For the first time, a troop has formed at the Residential Treatment Center (formerly Farmington Children’s Home), a program of Presbyterian Children’s Homes and Services. Scouting skills dovetail with the mission of the Residential Treatment Center, which houses children with emotional and behavioral issues. Many have been traumatized by abuse, neglect or abandonment.
Although most Scout troops come from the school system, Rebecca Long, district executive of the Boy Scouts of America, wanted to recruit a troop in a non-traditional setting. She met with Cindy Warden, assistant director of the Residential Treatment Center, to discuss the possibility. The Boy Scouts of America offers programs for grades 1 through 5 (Cub Scouts), grades 6-12 (Boy Scouts/Explorers) and ages 14 through 21 (Venturing). Given that boys as young as 11 reside at the Center, Long and Warden decided to form a Boy Scout Troop. One problem remained: They needed the right Scoutmaster to facilitate meetings and guide the youth through the program.

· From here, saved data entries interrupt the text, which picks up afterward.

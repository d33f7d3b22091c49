// SPDX-License-Identifier: MIT
// Copyright (c) 2026 Workyard Authors

use std::sync::Arc;
use std::time::Duration;

use wy_core::{ExecutionPriority, FakeClock, ResultCode, RunningState};
use wy_store::{new_record, MemStore, StateFilter, Store};

use super::*;
use crate::scheduler::Scheduler;
use crate::test_support::recording;

fn housekeeper_with_clock(
    config: HousekeeperConfig,
) -> (Arc<Housekeeper<MemStore, FakeClock>>, Arc<Scheduler<MemStore, FakeClock>>, FakeClock) {
    let clock = FakeClock::new();
    let store = Arc::new(MemStore::open_temp().unwrap());
    let scheduler = Arc::new(Scheduler::with_clock(store, clock.clone()));
    let housekeeper = Arc::new(Housekeeper::new(scheduler.clone(), config));
    (housekeeper, scheduler, clock)
}

/// Inserts a RUNNING record directly (bypassing worker dispatch) so timeout
/// tests can control exactly when the record becomes eligible, without
/// racing a runnable's own `execute` completion.
async fn insert_running<S: Store>(store: &S, name: &str, now_ms: u64) -> wy_core::JobId {
    let record = new_record(
        name,
        "host-1:1",
        "worker-0",
        RunningState::Running,
        ExecutionPriority::CheckPreconditions,
        Default::default(),
        3_600_000,
        600_000,
        now_ms,
    );
    store.create_unique(record).await.unwrap().unwrap()
}

#[tokio::test]
async fn max_execution_timeout_finishes_running_job() {
    let config = HousekeeperConfig { sweep_interval_ms: 1_000, finished_retention_ms: u64::MAX };
    let (housekeeper, scheduler, clock) = housekeeper_with_clock(config);
    let runnable = recording("alpha").abortable();
    scheduler.register_job(runnable.clone()).unwrap();

    let now = clock.epoch_ms();
    let id = insert_running(scheduler.store().as_ref(), "alpha", now).await;

    clock.advance(Duration::from_millis(runnable.max_execution_ms() + 1));
    housekeeper.sweep_once().await.unwrap();

    let record = scheduler.store().find_by_id(&id).await.unwrap().unwrap();
    assert_eq!(record.running_state.result_code(), Some(ResultCode::TimedOut));
}

#[tokio::test]
async fn max_idle_timeout_finishes_running_job() {
    let config = HousekeeperConfig { sweep_interval_ms: 1_000, finished_retention_ms: u64::MAX };
    let (housekeeper, scheduler, clock) = housekeeper_with_clock(config);
    let runnable = recording("alpha");
    scheduler.register_job(runnable.clone()).unwrap();

    let now = clock.epoch_ms();
    let id = insert_running(scheduler.store().as_ref(), "alpha", now).await;

    clock.advance(Duration::from_millis(runnable.max_idle_ms() + 1));
    housekeeper.sweep_once().await.unwrap();

    let record = scheduler.store().find_by_id(&id).await.unwrap().unwrap();
    assert_eq!(record.running_state.result_code(), Some(ResultCode::TimedOut));
}

#[tokio::test]
async fn sweep_is_a_no_op_before_any_deadline() {
    let config = HousekeeperConfig { sweep_interval_ms: 1_000, finished_retention_ms: u64::MAX };
    let (housekeeper, scheduler, clock) = housekeeper_with_clock(config);
    let runnable = recording("alpha");
    scheduler.register_job(runnable.clone()).unwrap();

    let now = clock.epoch_ms();
    let id = insert_running(scheduler.store().as_ref(), "alpha", now).await;

    housekeeper.sweep_once().await.unwrap();

    let record = scheduler.store().find_by_id(&id).await.unwrap().unwrap();
    assert!(record.running_state.is_running());
}

#[tokio::test]
async fn retention_prunes_aged_finished_records_only() {
    let config = HousekeeperConfig { sweep_interval_ms: 1_000, finished_retention_ms: 60_000 };
    let (housekeeper, scheduler, clock) = housekeeper_with_clock(config);
    let runnable = recording("alpha");
    scheduler.register_job(runnable.clone()).unwrap();

    let now = clock.epoch_ms();
    let id = insert_running(scheduler.store().as_ref(), "alpha", now).await;
    scheduler
        .store()
        .mark_running_as_finished_successfully("alpha", now)
        .await
        .unwrap();

    clock.advance(Duration::from_millis(120_000));
    housekeeper.sweep_once().await.unwrap();

    assert!(scheduler.store().find_by_id(&id).await.unwrap().is_none());
}

#[tokio::test]
async fn retention_keeps_records_within_the_window() {
    let config = HousekeeperConfig { sweep_interval_ms: 1_000, finished_retention_ms: 60_000 };
    let (housekeeper, scheduler, clock) = housekeeper_with_clock(config);
    let runnable = recording("alpha");
    scheduler.register_job(runnable.clone()).unwrap();

    let now = clock.epoch_ms();
    let id = insert_running(scheduler.store().as_ref(), "alpha", now).await;
    scheduler
        .store()
        .mark_running_as_finished_successfully("alpha", now)
        .await
        .unwrap();

    clock.advance(Duration::from_millis(1_000));
    housekeeper.sweep_once().await.unwrap();

    assert!(scheduler.store().find_by_id(&id).await.unwrap().is_some());
    assert!(scheduler.store().has_job("alpha", StateFilter::Finished(None)).await.unwrap());
}

#[tokio::test]
async fn retention_gates_on_finished_at_not_created_at() {
    let config = HousekeeperConfig { sweep_interval_ms: 1_000, finished_retention_ms: 60_000 };
    let (housekeeper, scheduler, clock) = housekeeper_with_clock(config);
    let runnable = recording("alpha");
    scheduler.register_job(runnable.clone()).unwrap();

    let created_at = clock.epoch_ms();
    let id = insert_running(scheduler.store().as_ref(), "alpha", created_at).await;

    // Long-running job: created well before what will become the retention
    // cutoff, but it only finishes moments ago.
    clock.advance(Duration::from_millis(200_000));
    let finished_at = clock.epoch_ms();
    scheduler.store().mark_running_as_finished_successfully("alpha", finished_at).await.unwrap();

    clock.advance(Duration::from_millis(1_000));
    housekeeper.sweep_once().await.unwrap();

    assert!(
        scheduler.store().find_by_id(&id).await.unwrap().is_some(),
        "a job finished within the retention window must not be pruned on its old creation time"
    );
}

Eventually, they found a Scoutmaster in Gene Bannister, who has volunteered as a Scoutmaster in Park Hills for nearly a decade. He has helped many of the local youth successfully complete Cub and Boy Scout training. Bannister founded this new troop in August of 2016 with help from two employees, Jonathan Thomasson and Sue Baird, at the Center.
“Troop 418 meets two to three times each month,” Bannister reports, “and it has been very successful. These boys are motivated and willing to learn. Through the last year, they have learned about citizenship, conservation, and first aid skills. Through camping, they are also learning teamwork and self-sufficiency.”
Donations of uniforms, handbooks, flags and flagpoles came from other scout leaders, volunteers and parents. These particular youth are limited in their outdoor activities and outings, but backyard camping, cooking, and flag ceremonies are available to them. Each youngster learns the Scout Oath and the 12 Points of the Scout Law. Developing a culture of respect and responsibility for oneself and others is a prominent feature of the program.
At the treatment center Warden explains, “Many of our residents come here after being traumatized by abuse, neglect or abandonment. These Scouting activities are fun and build up their sense of self-worth. It is so effective that we’ve started a Girl Scout troop, too.”
Recently the boys celebrated their first Thanksgiving together. St. Louis Area Council Field Director Jared White donated a turkey and a ham for the feast. During the dinner, Bannister presented scout badges and awards to the boys.